Patent attorneys will be a little biased so be careful if you consult with one. They make their money off you filing patents. That creates a bit of bias. Also be careful of the primrose path. Often patent attorneys will say you can start by filing a provisional patent and wait a full year before you file the full patent. That is correct you can but a provisional patent has little to no value. It kind of gets you going with an earlier date for your filings while you figure out what you're going to do. The price will be a couple thousand on the provisional and then when you file the actual patents the "meter really starts spinning". Overall if you pursue a full patent its going to take a couple of years to work through the process. Depending on how differentiated and how well your patent application is will dictate if and to what extent the patent office will challenge your filing. The more challenges and the more issues, you guessed it, the longer and more expensive the process will get. You should expect to pay a minimum of over $10,000 per patent by the time you'll all done and it can be much larger.

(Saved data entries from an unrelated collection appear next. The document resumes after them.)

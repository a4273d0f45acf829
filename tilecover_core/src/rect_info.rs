//! Tile identifiers of the coverage engine.
//!
//! A [`RectInfo`] names one tile by two levels of detail and its grid position:
//! - `draw_scale` selects which density of map features is rendered into the tile
//! - `tile_scale` selects the grid, `2^tile_scale` cells per axis
//! - `x`, `y` are the cell indices in that grid
//!
//! The projected-space rectangle of the tile is derived once at construction.
//!
//! # Examples
//!
//! ```
//! use tilecover_core::{ProjectionBounds, RectInfo};
//!
//! let tile = RectInfo::new(3, 2, 1, 3, &ProjectionBounds::UNIT).unwrap();
//! assert_eq!(tile.rect().x_min, 0.25);
//! assert_eq!(tile.rect().y_max, 1.0);
//!
//! // Indices must lie inside the grid.
//! assert!(RectInfo::new(3, 2, 4, 0, &ProjectionBounds::UNIT).is_err());
//! ```

use crate::{GlobalRect, MAX_TILE_SCALE, ProjectionBounds};
use anyhow::{Result, ensure};
use geo::Coord;
use std::{
	cmp::Ordering,
	fmt::{self, Debug},
	hash::{Hash, Hasher},
};

/// Identifier of one tile at one level of detail.
///
/// Equality, hashing and ordering only look at the four scalars; the rectangle is derived from
/// them.
#[derive(Clone, Copy)]
pub struct RectInfo {
	draw_scale: u8,
	tile_scale: u8,
	x: u32,
	y: u32,
	rect: GlobalRect,
}

impl RectInfo {
	/// Creates a tile identifier and derives its rectangle from `bounds`.
	///
	/// # Errors
	/// Returns an error if `tile_scale` > 31 or if `x` or `y` lie outside the grid.
	pub fn new(draw_scale: u8, tile_scale: u8, x: u32, y: u32, bounds: &ProjectionBounds) -> Result<RectInfo> {
		ensure!(
			tile_scale <= MAX_TILE_SCALE,
			"tile_scale ({tile_scale}) must be <= {MAX_TILE_SCALE}"
		);
		let count = 1u64 << tile_scale;
		ensure!(u64::from(x) < count, "x ({x}) out of bounds for tile_scale {tile_scale}");
		ensure!(u64::from(y) < count, "y ({y}) out of bounds for tile_scale {tile_scale}");
		Ok(RectInfo::from_cell(draw_scale, tile_scale, x, y, bounds))
	}

	/// Builds an identifier for a cell already known to lie inside the grid.
	pub(crate) fn from_cell(draw_scale: u8, tile_scale: u8, x: u32, y: u32, bounds: &ProjectionBounds) -> RectInfo {
		RectInfo {
			draw_scale,
			tile_scale,
			x,
			y,
			rect: bounds.cell_rect(tile_scale, x, y),
		}
	}

	pub fn draw_scale(&self) -> u8 {
		self.draw_scale
	}

	pub fn tile_scale(&self) -> u8 {
		self.tile_scale
	}

	pub fn x(&self) -> u32 {
		self.x
	}

	pub fn y(&self) -> u32 {
		self.y
	}

	/// The tile's rectangle in projected space.
	pub fn rect(&self) -> GlobalRect {
		self.rect
	}

	pub fn center(&self) -> Coord<f64> {
		self.rect.center()
	}

	fn key(&self) -> (u8, u8, u32, u32) {
		(self.draw_scale, self.tile_scale, self.y, self.x)
	}
}

impl PartialEq for RectInfo {
	fn eq(&self, other: &Self) -> bool {
		self.key() == other.key()
	}
}

impl Eq for RectInfo {}

impl Hash for RectInfo {
	fn hash<H: Hasher>(&self, state: &mut H) {
		self.key().hash(state);
	}
}

/// Canonical order: `draw_scale`, then `tile_scale`, then `y`, then `x`.
impl Ord for RectInfo {
	fn cmp(&self, other: &Self) -> Ordering {
		self.key().cmp(&other.key())
	}
}

impl PartialOrd for RectInfo {
	fn partial_cmp(&self, other: &Self) -> Option<Ordering> {
		Some(self.cmp(other))
	}
}

/// Custom `Debug` format as `RectInfo(d3, t4, [x, y])`.
impl Debug for RectInfo {
	fn fmt(&self, f: &mut fmt::Formatter<'_>) -> fmt::Result {
		write!(
			f,
			"RectInfo(d{}, t{}, [{}, {}])",
			self.draw_scale, self.tile_scale, self.x, self.y
		)
	}
}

Often when you speak to a patent attorney they will want to break your idea into many smaller patent claims. Be careful on this. The pros to doing it is that if one application is rejected then you have others that might be approved but if each patent is such a small piece the overall portfolio the ones that are approved may be watered down and of little real value.
Also, remember that even if you are issued a patent it is only protection if you are willing to sue a competitor. A patent suit is going to run you a minimum of $250,000. Yes its that expensive, and a common defense from a competitor would be for them to counter sue you for violating their patents. So double your expenses if that happens.
Overall patents should not be pursued unless you have a specific and strong reason to pursue them and ultimately it would be good for you to use your network to speak to some business managers (not attorneys) that have been through the process.